Goldsmith completed her next book in 1998.

Other Powers: The Age of Suffrage, Spiritualism and the Scandalous Victoria Woodhull chronicled the women of the Gilded Age who fought for equality and the right to vote.

Centered around the controversial newspaper editor, spiritualist and free love advocate Victoria Woodhull, author Jane Stanton Hitchcock described the work as "a whole vivid and inclusive way of writing history. It’s spellbinding.” The New York Times’ Richard Bernstein hailed it as an “absorbing, sweeping book...the richness of its narrative, the complex and morally nuanced portraits of its character...You finish it nearly out of breath astonished at the tragic heroism of the flawed character who tried to challenge the American Establishment.” Other Powers was the finalist for the Los Angeles Book Prize. The book is optioned to become a major motion picture.

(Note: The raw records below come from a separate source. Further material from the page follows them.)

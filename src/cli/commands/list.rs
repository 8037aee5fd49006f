use crate::config::Config;
use crate::errors::AppResult;
use crate::store;
use crate::ui::messages::info;
use crate::utils::table::Table;

/// Print every record, newest first, under the configured headers.
pub fn handle(cfg: &Config) -> AppResult<()> {
    let store = store::open(cfg)?;
    let records = store.list_all()?;

    if records.is_empty() {
        info("The ledger is empty.");
        return Ok(());
    }

    let mut table = Table::new(cfg.headers.iter().cloned());
    for r in &records {
        table.add_row(vec![
            r.display_date(),
            r.time_str(),
            r.response.clone(),
            r.observation.clone(),
            r.area.clone(),
        ]);
    }

    print!("{}", table.render());
    println!("\n{} record(s) in {}", records.len(), store.location().display());
    Ok(())
}
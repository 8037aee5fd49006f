use crate::cli::parser::Commands;
use crate::config::Config;
use crate::core::log::LogLogic;
use crate::errors::AppResult;
use crate::store;

pub fn handle(cmd: &Commands, cfg: &Config) -> AppResult<()> {
    if matches!(cmd, Commands::Log { print: true }) {
        let store = store::open(cfg)?;
        LogLogic::print_log(store.as_ref())?;
    }

    Ok(())
}
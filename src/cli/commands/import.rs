use crate::cli::parser::Commands;
use crate::config::Config;
use crate::core::import::ImportLogic;
use crate::core::report;
use crate::errors::AppResult;
use crate::store;
use crate::ui::messages::{error, info, success};
use crate::utils::date;
use crate::utils::path::expand_tilde;

pub fn handle(cmd: &Commands, cfg: &Config) -> AppResult<()> {
    let Commands::Import { file, format } = cmd else {
        return Ok(());
    };

    let path = expand_tilde(file);
    info(format!("Importing {}", path.display()));

    let mut store = store::open(cfg)?;
    let inserted = match ImportLogic::import(store.as_mut(), cfg, &path, *format) {
        Ok(n) => n,
        Err(e) => {
            if e.is_storage() {
                error("Import rolled back, the ledger was not changed.");
            }
            return Err(e);
        }
    };

    success(format!("{inserted} record(s) imported."));

    println!();
    println!(
        "{}",
        report::report_or_fallback(store.as_ref(), cfg, date::today()).trim_end()
    );
    Ok(())
}
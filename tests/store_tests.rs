mod common;

use common::{BACKENDS, open, rec, workspace};
use presencial::config::Backend;
use presencial::core::report;
use presencial::errors::AppError;
use presencial::store::{self, RecordStore};

#[test]
fn new_store_lists_nothing() {
    for backend in BACKENDS {
        let (_dir, cfg) = workspace(backend);
        let store = open(&cfg);
        assert!(store.list_all().unwrap().is_empty(), "{backend:?}");
        assert!(store.location().exists(), "{backend:?}");
    }
}

#[test]
fn list_is_newest_first_with_insertion_tiebreak() {
    for backend in BACKENDS {
        let (_dir, cfg) = workspace(backend);
        let mut store = open(&cfg);

        store.append(&rec("2025-10-02", "09:00:00", "S", "CT")).unwrap();
        store.append(&rec("2025-10-05", "08:00:00", "N", "")).unwrap();
        store.append(&rec("2025-10-05", "10:00:00", "S", "AG")).unwrap();

        let mut first = rec("2025-10-01", "09:00:00", "S", "CT");
        first.observation = "first".into();
        let mut second = first.clone();
        second.observation = "second".into();
        store.append(&first).unwrap();
        store.append(&second).unwrap();

        let all = store.list_all().unwrap();
        let keys: Vec<String> = all
            .iter()
            .map(|r| format!("{} {}", r.date_str(), r.time_str()))
            .collect();
        assert_eq!(
            keys,
            vec![
                "2025-10-05 10:00:00",
                "2025-10-05 08:00:00",
                "2025-10-02 09:00:00",
                "2025-10-01 09:00:00",
                "2025-10-01 09:00:00",
            ],
            "{backend:?}"
        );
        assert_eq!(all[3].observation, "second", "{backend:?}");
        assert_eq!(all[4].observation, "first", "{backend:?}");
    }
}

#[test]
fn appended_record_reads_back_unchanged() {
    for backend in BACKENDS {
        let (_dir, cfg) = workspace(backend);
        let mut store = open(&cfg);

        let mut r = rec("2025-10-07", "14:05:09", "S", "CEIC");
        r.observation = "reunião, com vírgula".into();
        store.append(&r).unwrap();

        assert_eq!(store.list_all().unwrap(), vec![r.clone()], "{backend:?}");
        assert!(store.exists(r.date, r.time).unwrap());
        assert!(!store.exists(r.date, presencial::models::record::parse_time("14:05").unwrap()).unwrap());
    }
}

#[test]
fn import_skips_known_keys_and_repeats_within_batch() {
    for backend in BACKENDS {
        let (_dir, cfg) = workspace(backend);
        let mut store = open(&cfg);

        store.append(&rec("2025-10-01", "09:00:00", "S", "CT")).unwrap();
        store.append(&rec("2025-10-02", "09:00:00", "N", "")).unwrap();

        let batch = vec![
            rec("2025-10-01", "09:00:00", "S", "CT"),
            rec("2025-10-02", "09:00:00", "N", ""),
            rec("2025-10-03", "09:00:00", "S", "AG"),
            rec("2025-10-03", "09:00:00", "S", "AG"),
        ];
        assert_eq!(store.import_batch(&batch).unwrap(), 1, "{backend:?}");
        assert_eq!(store.list_all().unwrap().len(), 3);

        // same batch again is a no-op
        assert_eq!(store.import_batch(&batch).unwrap(), 0, "{backend:?}");
        assert_eq!(store.list_all().unwrap().len(), 3);
    }
}

#[test]
fn sqlite_import_failure_rolls_back_everything() {
    let (_dir, cfg) = workspace(Backend::Sqlite);
    let mut store = open(&cfg);
    store.append(&rec("2025-10-01", "09:00:00", "S", "CT")).unwrap();
    let before = store.list_all().unwrap();
    let log_before = store.audit_log().unwrap().unwrap().len();

    let conn = rusqlite::Connection::open(store.location()).unwrap();
    conn.execute_batch(
        "CREATE TRIGGER refuse_boom BEFORE INSERT ON presence_records
         WHEN NEW.area = 'BOOM'
         BEGIN SELECT RAISE(ABORT, 'boom'); END;",
    )
    .unwrap();

    let batch = vec![
        rec("2025-10-02", "09:00:00", "S", "CT"),
        rec("2025-10-03", "09:00:00", "S", "BOOM"),
    ];
    let err = store.import_batch(&batch).unwrap_err();
    assert!(err.is_storage(), "{err:?}");

    assert_eq!(store.list_all().unwrap(), before);
    assert_eq!(store.audit_log().unwrap().unwrap().len(), log_before);
}

#[test]
fn sqlite_writes_audit_rows() {
    let (_dir, cfg) = workspace(Backend::Sqlite);
    let mut store = open(&cfg);
    store.append(&rec("2025-10-01", "09:00:00", "S", "CT")).unwrap();
    store
        .import_batch(&[rec("2025-10-02", "09:00:00", "N", "")])
        .unwrap();

    let ops: Vec<String> = store
        .audit_log()
        .unwrap()
        .unwrap()
        .into_iter()
        .map(|r| r.operation)
        .collect();
    assert!(ops.contains(&"add".to_string()));
    assert!(ops.contains(&"import".to_string()));
}

#[test]
fn csv_ledger_uses_configured_headers() {
    let (_dir, cfg) = workspace(Backend::Csv);
    let mut store = open(&cfg);
    store.append(&rec("2025-10-01", "09:00:00", "S", "CT")).unwrap();

    let content = std::fs::read_to_string(store.location()).unwrap();
    let mut lines = content.lines();
    assert_eq!(lines.next(), Some("data,hora,resposta,observacao,area"));
    assert_eq!(lines.next(), Some("2025-10-01,09:00:00,S,,CT"));
    assert!(store.audit_log().unwrap().is_none());
}

#[test]
fn corrupt_csv_row_is_a_decode_error() {
    let (_dir, cfg) = workspace(Backend::Csv);
    std::fs::write(
        cfg.ledger_path(),
        "data,hora,resposta,observacao,area\nontem,09:00:00,S,,CT\n",
    )
    .unwrap();

    let store = store::open(&cfg).unwrap();
    match store.list_all() {
        Err(AppError::Decode(msg)) => assert!(msg.contains("line 2"), "{msg}"),
        other => panic!("unexpected: {other:?}"),
    }

    let today = presencial::utils::date::today();
    assert_eq!(
        report::report_or_fallback(store.as_ref(), &cfg, today),
        report::REPORT_UNAVAILABLE
    );
}

#[test]
fn csv_header_row_follows_configuration() {
    let (_dir, mut cfg) = workspace(Backend::Csv);
    let mut store = open(&cfg);
    let mut first = rec("2025-10-01", "09:00:00", "S", "CT");
    first.observation = "sala 2, bloco b".into();
    store.append(&first).unwrap();
    drop(store);

    cfg.replace_headers(["dia", "hora", "resp", "obs", "setor"].map(String::from).to_vec())
        .unwrap();
    cfg.save().unwrap();

    let mut store = open(&cfg);
    store.append(&rec("2025-10-02", "09:00:00", "N", "")).unwrap();

    let content = std::fs::read_to_string(store.location()).unwrap();
    assert_eq!(content.lines().next(), Some("dia,hora,resp,obs,setor"));
    assert_eq!(content.lines().count(), 3);

    let all = store.list_all().unwrap();
    assert_eq!(all.len(), 2);
    assert_eq!(all[1], first);
}

#[test]
fn csv_append_waits_for_the_writer_lock() {
    use fs4::fs_std::FileExt;
    use std::time::Duration;

    let (_dir, cfg) = workspace(Backend::Csv);
    let mut store = store::CsvStore::open(&cfg.ledger_path(), &cfg.headers).unwrap();

    let mut lock_path = store.location().as_os_str().to_owned();
    lock_path.push(".lock");
    let holder = std::fs::OpenOptions::new()
        .read(true)
        .write(true)
        .open(&lock_path)
        .unwrap();
    FileExt::lock_exclusive(&holder).unwrap();

    let writer = std::thread::spawn(move || {
        store.append(&rec("2025-10-01", "09:00:00", "S", "CT")).unwrap();
        store
    });

    std::thread::sleep(Duration::from_millis(300));
    assert!(!writer.is_finished(), "append ran while another handle held the lock");
    let untouched = std::fs::read_to_string(cfg.ledger_path()).unwrap();
    assert_eq!(untouched.lines().count(), 1);

    drop(holder);
    let store = writer.join().unwrap();
    assert_eq!(store.list_all().unwrap().len(), 1);
}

Her final book, Obsessive Genius: The Inner World of Marie Curie, has been translated into 21 languages world-wide.

2008

In November 2008, Goldsmith sus elected a “Living Landmark” by the New York Landmarks Conservancy.

She has three children and six grandchildren.

The Financial Times declared that "Goldsmith is leaving a legacy—one of art, literature, friends, family and philanthropy."

2009

In 2009, she received the Knight’s Cross of the Order of Merit medal from the Republic of Poland.